D’amore e di tenebra

La prima narrazione collettiva di Q Code, mille voci, tanti linguaggi, un’unica città

di Susanna Allegra Azzaro

foto di Finbarr O’Reilly

“Gerusalemme è una vecchia ninfomane che spreme sino allo spasimo, prima di scrollarsi via di dosso con uno sbadiglio un amante dopo l’altro, è una mantide che sbrana chi la monta, mentre è ancora dentro di lei”.

Così Amos Oz descriveva la sua Gerusalemme in Una storia di amore e di tenebra riferendosi alle tante dominazioni passate e attuali che hanno fatto della città un crogiuolo di culture e religioni unico al mondo.
Gerusalemme.

Non esiste nessun altro luogo capace di farmi provare allo stesso tempo tanto odio e amore, è come un amante da cui dovrei stare alla larga ma a cui non riesco a rinunciare, so che mi ferirà eppure non riesco a dirgli addio.
Dovrei, vorrei togliermela dalla testa ma il suo richiamo è più forte del mio raziocinio, divento debole di fronte a quelle promesse di esperienze di vita che ogni volta mi fa e che certamente mantiene.

Sono sempre arrivata a Gerusalemme dopo il lungo viaggio che la separa da Amman, ogni volta partendo senza la certezza di potercela fare, vessata dalle lunghe attese, le domande incalzanti, la frustrazione e la tanta stanchezza.
Entrare nelle mura della città dopo aver superato mille ostacoli ripaga del disagio, ma non ti mette al riparo dalle emozioni contrastanti difficili da eludere.

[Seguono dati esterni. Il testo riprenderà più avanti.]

//! Upgrade plans and the block header they are evaluated against.

use chrono::{DateTime, Utc};
use serde::{Deserialize, Serialize};
use std::collections::BTreeMap;
use std::fmt;

use crate::error::{CoordinatorError, Result};

/// Module name → consensus version. Ordered so that every node serializes
/// it identically.
pub type VersionMap = BTreeMap<String, u64>;

// ---------------------------------------------------------------------------
// BlockHeader
// ---------------------------------------------------------------------------

/// The (height, time) pair the host hands to the coordinator each block.
#[derive(Debug, Clone, Copy, PartialEq, Eq, Serialize, Deserialize)]
pub struct BlockHeader {
    pub height: i64,
    pub time: DateTime<Utc>,
}

impl BlockHeader {
    pub fn new(height: i64, time: DateTime<Utc>) -> Self {
        Self { height, time }
    }

    /// Header at `height` with the Unix epoch as block time. Handy for
    /// purely height-triggered flows.
    pub fn at_height(height: i64) -> Self {
        Self {
            height,
            time: DateTime::<Utc>::default(),
        }
    }
}

// ---------------------------------------------------------------------------
// Plan
// ---------------------------------------------------------------------------

/// A named upgrade trigger. Exactly one of `height` / `time` is set on a
/// valid plan.
#[derive(Debug, Clone, PartialEq, Eq, Default, Serialize, Deserialize)]
pub struct Plan {
    pub name: String,
    #[serde(default, skip_serializing_if = "Option::is_none")]
    pub height: Option<i64>,
    #[serde(default, skip_serializing_if = "Option::is_none")]
    pub time: Option<DateTime<Utc>>,
    /// Opaque operator hint, carried through to the upgrade descriptor.
    #[serde(default)]
    pub info: String,
}

impl Plan {
    pub fn at_height(name: impl Into<String>, height: i64) -> Self {
        Self {
            name: name.into(),
            height: Some(height),
            ..Default::default()
        }
    }

    pub fn at_time(name: impl Into<String>, time: DateTime<Utc>) -> Self {
        Self {
            name: name.into(),
            time: Some(time),
            ..Default::default()
        }
    }

    pub fn with_info(mut self, info: impl Into<String>) -> Self {
        self.info = info.into();
        self
    }

    /// Stateless checks: non-empty name and exactly one positive trigger.
    pub fn validate_basic(&self) -> Result<()> {
        if self.name.trim().is_empty() {
            return Err(CoordinatorError::InvalidPlan("name cannot be empty".into()));
        }
        match (self.height, self.time) {
            (Some(_), Some(_)) => Err(CoordinatorError::InvalidPlan(
                "only one of height or time may be set".into(),
            )),
            (None, None) => Err(CoordinatorError::InvalidPlan(
                "one of height or time must be set".into(),
            )),
            (Some(h), None) if h <= 0 => Err(CoordinatorError::InvalidPlan(format!(
                "height must be greater than 0, got {h}"
            ))),
            _ => Ok(()),
        }
    }

    /// True when the trigger lies strictly after `header`.
    pub fn is_future(&self, header: &BlockHeader) -> bool {
        match (self.height, self.time) {
            (Some(h), None) => h > header.height,
            (None, Some(t)) => t > header.time,
            _ => false,
        }
    }

    /// True once the trigger has been reached. A height plan never looks at
    /// the block time.
    pub fn is_due(&self, header: &BlockHeader) -> bool {
        match (self.height, self.time) {
            (Some(h), None) => header.height >= h,
            (None, Some(t)) => header.time >= t,
            _ => false,
        }
    }
}

impl fmt::Display for Plan {
    fn fmt(&self, f: &mut fmt::Formatter<'_>) -> fmt::Result {
        match (self.height, self.time) {
            (Some(h), _) => write!(f, "upgrade \"{}\" at height {h}", self.name),
            (None, Some(t)) => write!(f, "upgrade \"{}\" at time {}", self.name, t.to_rfc3339()),
            (None, None) => write!(f, "upgrade \"{}\" (no trigger)", self.name),
        }
    }
}

// ---------------------------------------------------------------------------
// Tests
// ---------------------------------------------------------------------------
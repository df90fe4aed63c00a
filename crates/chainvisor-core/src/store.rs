//! Durable keyed byte storage for coordinator state.
//!
//! The coordinator only needs get / set / delete / has. Two backends ship
//! with the crate: [`MemoryStore`] for tests and embedding hosts that commit
//! state themselves, and [`RedbStore`], a single-table redb database.
//! [`PrefixStore`] namespaces keys so the coordinator can share a backend.

use std::collections::BTreeMap;
use std::path::Path;

use redb::{Database, ReadableTable, TableDefinition};

use crate::error::{CoordinatorError, Result};

pub trait PlanStore {
    fn get(&self, key: &str) -> Result<Option<Vec<u8>>>;
    fn set(&mut self, key: &str, value: &[u8]) -> Result<()>;
    fn delete(&mut self, key: &str) -> Result<()>;

    fn has(&self, key: &str) -> Result<bool> {
        Ok(self.get(key)?.is_some())
    }
}

// ---------------------------------------------------------------------------
// MemoryStore
// ---------------------------------------------------------------------------

#[derive(Debug, Clone, Default)]
pub struct MemoryStore {
    entries: BTreeMap<String, Vec<u8>>,
}

impl MemoryStore {
    pub fn new() -> Self {
        Self::default()
    }

    pub fn len(&self) -> usize {
        self.entries.len()
    }

    pub fn is_empty(&self) -> bool {
        self.entries.is_empty()
    }

    pub fn keys(&self) -> impl Iterator<Item = &str> {
        self.entries.keys().map(String::as_str)
    }
}

impl PlanStore for MemoryStore {
    fn get(&self, key: &str) -> Result<Option<Vec<u8>>> {
        Ok(self.entries.get(key).cloned())
    }

    fn set(&mut self, key: &str, value: &[u8]) -> Result<()> {
        self.entries.insert(key.to_string(), value.to_vec());
        Ok(())
    }

    fn delete(&mut self, key: &str) -> Result<()> {
        self.entries.remove(key);
        Ok(())
    }
}

// ---------------------------------------------------------------------------
// PrefixStore
// ---------------------------------------------------------------------------

/// Prepends a fixed prefix to every key before delegating.
#[derive(Debug, Clone)]
pub struct PrefixStore<S> {
    inner: S,
    prefix: String,
}

impl<S: PlanStore> PrefixStore<S> {
    pub fn new(inner: S, prefix: impl Into<String>) -> Self {
        Self {
            inner,
            prefix: prefix.into(),
        }
    }

    pub fn inner(&self) -> &S {
        &self.inner
    }

    pub fn into_inner(self) -> S {
        self.inner
    }

    fn full_key(&self, key: &str) -> String {
        format!("{}{key}", self.prefix)
    }
}

impl<S: PlanStore> PlanStore for PrefixStore<S> {
    fn get(&self, key: &str) -> Result<Option<Vec<u8>>> {
        self.inner.get(&self.full_key(key))
    }

    fn set(&mut self, key: &str, value: &[u8]) -> Result<()> {
        let key = self.full_key(key);
        self.inner.set(&key, value)
    }

    fn delete(&mut self, key: &str) -> Result<()> {
        let key = self.full_key(key);
        self.inner.delete(&key)
    }
}

// ---------------------------------------------------------------------------
// RedbStore
// ---------------------------------------------------------------------------

/// Key: UTF-8 store key. Value: raw bytes as written by the coordinator.
const ENTRIES: TableDefinition<&str, &[u8]> = TableDefinition::new("upgrade_store");

fn db_err(e: impl std::fmt::Display) -> CoordinatorError {
    CoordinatorError::Store(e.to_string())
}

/// Persistent store backed by a redb database file. Every `set` / `delete`
/// is its own committed write transaction.
pub struct RedbStore {
    db: Database,
}

impl RedbStore {
    /// Open or create the database at `path`, creating the table up front so
    /// reads on a fresh database succeed.
    pub fn open(path: &Path) -> Result<Self> {
        if let Some(parent) = path.parent() {
            std::fs::create_dir_all(parent)?;
        }
        let db = Database::create(path).map_err(db_err)?;
        let wt = db.begin_write().map_err(db_err)?;
        wt.open_table(ENTRIES).map_err(db_err)?;
        wt.commit().map_err(db_err)?;
        Ok(Self { db })
    }
}

impl PlanStore for RedbStore {
    fn get(&self, key: &str) -> Result<Option<Vec<u8>>> {
        let rt = self.db.begin_read().map_err(db_err)?;
        let table = rt.open_table(ENTRIES).map_err(db_err)?;
        let value = table.get(key).map_err(db_err)?;
        Ok(value.map(|v| v.value().to_vec()))
    }

    fn set(&mut self, key: &str, value: &[u8]) -> Result<()> {
        let wt = self.db.begin_write().map_err(db_err)?;
        {
            let mut table = wt.open_table(ENTRIES).map_err(db_err)?;
            table.insert(key, value).map_err(db_err)?;
        }
        wt.commit().map_err(db_err)?;
        Ok(())
    }

    fn delete(&mut self, key: &str) -> Result<()> {
        let wt = self.db.begin_write().map_err(db_err)?;
        {
            let mut table = wt.open_table(ENTRIES).map_err(db_err)?;
            table.remove(key).map_err(db_err)?;
        }
        wt.commit().map_err(db_err)?;
        Ok(())
    }
}

// ---------------------------------------------------------------------------
// Tests
// ---------------------------------------------------------------------------
use std::path::PathBuf;

use chainvisor_core::{CoordinatorError, SharedError};
use thiserror::Error;

use crate::launcher::RunOutcome;

#[derive(Debug, Error)]
pub enum SupervisorError {
    /// Every configuration problem found, flattened into one error.
    #[error("invalid configuration: {0}")]
    Config(SharedError),

    #[error("layout error: {0}")]
    Layout(String),

    #[error("failed to launch {}: {source}", .binary.display())]
    Spawn {
        binary: PathBuf,
        #[source]
        source: std::io::Error,
    },

    /// Forwarding the node's output failed. The exit was still resolved, so
    /// `outcome` says whether an upgrade was applied.
    #[error("forwarding node output failed: {error}")]
    Teardown {
        error: SharedError,
        outcome: Box<RunOutcome>,
    },

    #[error("data backup to {} failed: {source}", .dest.display())]
    Backup {
        dest: PathBuf,
        #[source]
        source: std::io::Error,
    },

    #[error("pre-upgrade for {name} failed: {reason}")]
    PreUpgrade { name: String, reason: String },

    #[error(transparent)]
    Signal(#[from] CoordinatorError),

    #[error(transparent)]
    Io(#[from] std::io::Error),

    #[error(transparent)]
    Json(#[from] serde_json::Error),

    #[error(transparent)]
    Yaml(#[from] serde_yaml::Error),
}

/// A single configuration problem. Validation collects all of them.
#[derive(Debug, Error, PartialEq, Eq)]
pub enum ConfigIssue {
    #[error("{0} is not set")]
    Missing(&'static str),

    #[error("{var} must be a boolean, got {value:?}")]
    InvalidBool { var: &'static str, value: String },

    #[error("{var} must be a duration such as 300ms or 2s, got {value:?}")]
    InvalidDuration { var: &'static str, value: String },

    #[error("{var} must be a non-negative integer, got {value:?}")]
    InvalidNumber { var: &'static str, value: String },

    #[error("{0} must be greater than 0")]
    NotPositive(&'static str),

    #[error("{var} must be an absolute path, got {}", .path.display())]
    NotAbsolute { var: &'static str, path: PathBuf },

    #[error("{} is not a directory", .0.display())]
    NotDirectory(PathBuf),
}

impl SupervisorError {
    /// Outcome of the run that failed during teardown, if any.
    pub fn outcome(&self) -> Option<&RunOutcome> {
        match self {
            SupervisorError::Teardown { outcome, .. } => Some(outcome.as_ref()),
            _ => None,
        }
    }
}

pub type Result<T> = std::result::Result<T, SupervisorError>;
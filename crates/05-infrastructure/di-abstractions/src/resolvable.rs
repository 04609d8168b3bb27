//! 注入点类型
//!
//! [`Resolvable`] 把注入点声明的 Rust 类型映射为组件引用：
//! `Arc<T>` 直接引用 `T`，`Lazy<T>` 以延迟句柄引用 `T`，
//! `Vec<Arc<T>>` 是容器不支持的包装，解析结果总是为空。

use crate::lazy::Lazy;
use crate::resolver::{downcast, Resolved};
use di_common::{
    ComponentKey, ComponentRef, ContainerKind, DependencyError, DependencyResult, Qualifier,
    TypeInfo,
};
use std::sync::Arc;

/// 可作为注入点类型的 trait
pub trait Resolvable: Sized + Send + Sync + 'static {
    /// 注入点对应的组件引用
    fn component_ref(qualifier: Qualifier) -> ComponentRef;

    /// 从解析结果还原
    fn from_resolved(resolved: Resolved) -> DependencyResult<Self>;
}

fn mismatch<T: ?Sized>() -> DependencyError {
    DependencyError::TypeMismatch {
        expected: std::any::type_name::<T>().to_string(),
    }
}

impl<T: ?Sized + Send + Sync + 'static> Resolvable for Arc<T> {
    fn component_ref(qualifier: Qualifier) -> ComponentRef {
        ComponentRef::new(ComponentKey::new(TypeInfo::of::<T>(), qualifier), None)
    }

    fn from_resolved(resolved: Resolved) -> DependencyResult<Self> {
        match resolved {
            Resolved::Instance(instance) => downcast::<T>(&instance).ok_or_else(mismatch::<T>),
            Resolved::Lazy(_) => Err(mismatch::<T>()),
        }
    }
}

impl<T: ?Sized + Send + Sync + 'static> Resolvable for Lazy<T> {
    fn component_ref(qualifier: Qualifier) -> ComponentRef {
        ComponentRef::lazy::<T>(qualifier)
    }

    fn from_resolved(resolved: Resolved) -> DependencyResult<Self> {
        match resolved {
            Resolved::Lazy(handle) => Ok(Self::new(handle)),
            Resolved::Instance(_) => Err(mismatch::<Self>()),
        }
    }
}

impl<T: ?Sized + Send + Sync + 'static> Resolvable for Vec<Arc<T>> {
    fn component_ref(qualifier: Qualifier) -> ComponentRef {
        ComponentRef::new(
            ComponentKey::new(TypeInfo::of::<T>(), qualifier),
            Some(ContainerKind::Unsupported(TypeInfo::of::<Self>())),
        )
    }

    fn from_resolved(_resolved: Resolved) -> DependencyResult<Self> {
        Err(mismatch::<Self>())
    }
}

/// 实现类型到绑定类型的转换
///
/// 每个类型都能转换为自身；转换为 trait 对象时使用 [`implements!`](crate::implements)。
pub trait Upcast<T: ?Sized>: Send + Sync + 'static {
    /// 转换
    fn upcast(self: Arc<Self>) -> Arc<T>;
}

impl<T: Send + Sync + 'static> Upcast<T> for T {
    fn upcast(self: Arc<Self>) -> Arc<T> {
        self
    }
}

/// 声明实现类型可以绑定为哪些 trait 对象
///
/// ```rust
/// use di_abstractions::implements;
///
/// trait Clock: Send + Sync {}
/// struct SystemClock;
/// impl Clock for SystemClock {}
///
/// implements!(SystemClock: dyn Clock);
/// ```
#[macro_export]
macro_rules! implements {
    ($component:ty : $($interface:ty),+ $(,)?) => {
        $(
            impl $crate::Upcast<$interface> for $component {
                fn upcast(self: ::std::sync::Arc<Self>) -> ::std::sync::Arc<$interface> {
                    self
                }
            }
        )+
    };
}
//! 错误类型定义

use crate::component::ComponentKey;
use std::collections::HashSet;
use thiserror::Error;

/// 配置错误类型
#[derive(Error, Debug)]
pub enum ConfigError {
    #[error("配置文件不存在: {path}")]
    FileNotFound { path: String },

    #[error("配置解析失败: {source}")]
    ParseError {
        source: Box<dyn std::error::Error + Send + Sync>,
    },

    #[error("配置验证失败: {message}")]
    ValidationError { message: String },

    #[error("日志初始化失败: {message}")]
    LoggingInitFailed { message: String },
}

/// 组件声明不合法的原因
#[derive(Error, Debug, Clone, Copy, PartialEq, Eq, Hash)]
pub enum IllegalComponentReason {
    #[error("抽象类型不能被实例化")]
    AbstractComponent,

    #[error("存在多个注入构造器")]
    AmbiguousConstructor,

    #[error("既没有注入构造器也没有无参构造器")]
    NoUsableConstructor,

    #[error("注入字段不可变")]
    ImmutableField,

    #[error("注入方法声明了类型参数")]
    GenericMethod,

    #[error("注入点标注了多个限定符")]
    MultipleQualifiers,

    #[error("标注了多个作用域")]
    MultipleScopes,

    #[error("作用域未注册")]
    UnknownScope,

    #[error("注解不是限定符")]
    NotAQualifier,

    #[error("注解既不是限定符也不是作用域")]
    NotAScopeOrQualifier,
}

/// 依赖注入错误类型
#[derive(Error, Debug)]
pub enum DependencyError {
    #[error("组件声明不合法: {component}, 原因: {reason}")]
    IllegalComponent {
        component: String,
        reason: IllegalComponentReason,
    },

    #[error("依赖未找到: {component} 需要 {dependency}")]
    DependencyNotFound {
        component: ComponentKey,
        dependency: ComponentKey,
    },

    #[error("循环依赖检测到: {}", describe_keys(.components))]
    CyclicDependency { components: HashSet<ComponentKey> },

    #[error("组件创建失败: {type_name}, 原因: {source}")]
    ComponentCreationFailed {
        type_name: String,
        source: Box<dyn std::error::Error + Send + Sync>,
    },

    #[error("组件未绑定: {key}")]
    ComponentNotBound { key: ComponentKey },

    #[error("类型不匹配: 期望 {expected}")]
    TypeMismatch { expected: String },

    #[error("上下文已释放, 无法解析延迟句柄: {key}")]
    ContextDropped { key: ComponentKey },

    #[error("组件重复绑定: {key}")]
    DuplicateBinding { key: ComponentKey },
}

impl DependencyError {
    /// 创建组件声明不合法错误
    pub fn illegal_component(component: impl Into<String>, reason: IllegalComponentReason) -> Self {
        Self::IllegalComponent {
            component: component.into(),
            reason,
        }
    }

    /// 不合法原因（仅 `IllegalComponent` 有）
    pub fn illegal_reason(&self) -> Option<IllegalComponentReason> {
        match self {
            Self::IllegalComponent { reason, .. } => Some(*reason),
            _ => None,
        }
    }
}

fn describe_keys(keys: &HashSet<ComponentKey>) -> String {
    let mut names: Vec<String> = keys.iter().map(ToString::to_string).collect();
    names.sort();
    names.join(", ")
}

/// 结果类型别名
pub type ConfigResult<T> = Result<T, ConfigError>;
pub type DependencyResult<T> = Result<T, DependencyError>;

Cercare di capire Gerusalemme è come cercare di comprendere il mondo con i suoi lati più oscuri.
Qui l’odio e la violenza sono tangibili come lo sono la spiritualità e il misticismo, impossibile non camminare per quei vicoli stretti senza chiedersi chi abbia calpestato prima di te quello stesso selciato, la storia ingombrante della città ti assorbe e ti trasporta a un presente per cui pensi non ci potrà mai essere soluzione.

Apro occhi e orecchie e cerco di captare le realtà che mi circondano, sono spesso gli arabi della città quelli con cui riesco a stabilire un contatto e non è solo per l’impegno con cui cerco di parlare la loro lingua; ho avuto più di una volta l’impressione che tramite me volessero far arrivare la voce al mondo che non sono cattive persone come alcuni sostengono.

Se c’è un sentimento predominante che la città mi suscita forse è la rassegnazione. Non sono pessimista di natura ma di fronte a individui che condividono lo stesso spazio ignorandosi a vicenda non penso si possa immaginare un futuro di tolleranza.

Eccome nonostante le lacrime e la rabbia, sempre li torno almeno con il pensiero se fisicamente non mi è possibile.
Sogno i suoi tramonti, il colore delle colline che la circondano, gli ulivi millenari che se potessero parlare potrebbero raccontarne di storie.

Ne amo il cibo e la sua varietà, la vita lenta che scorre tra un richiamo del muezzin e il tocco della campana di una chiesa. Adoro la diversità umana che ti passa accanto mentre passeggi nelle zone meno centrali della città, la sensazione di essere testimone di un mondo mitico nonostante tutto.

Non ho nessun aneddoto particolare da raccontare, nessuna storia speciale ed è forse proprio questo il bello di Gerusalemme, ti rimane nel cuore per le piccole impercettibili cose, quelle che non puoi spiegare o descrivere ma solo vivere nella loro semplicità.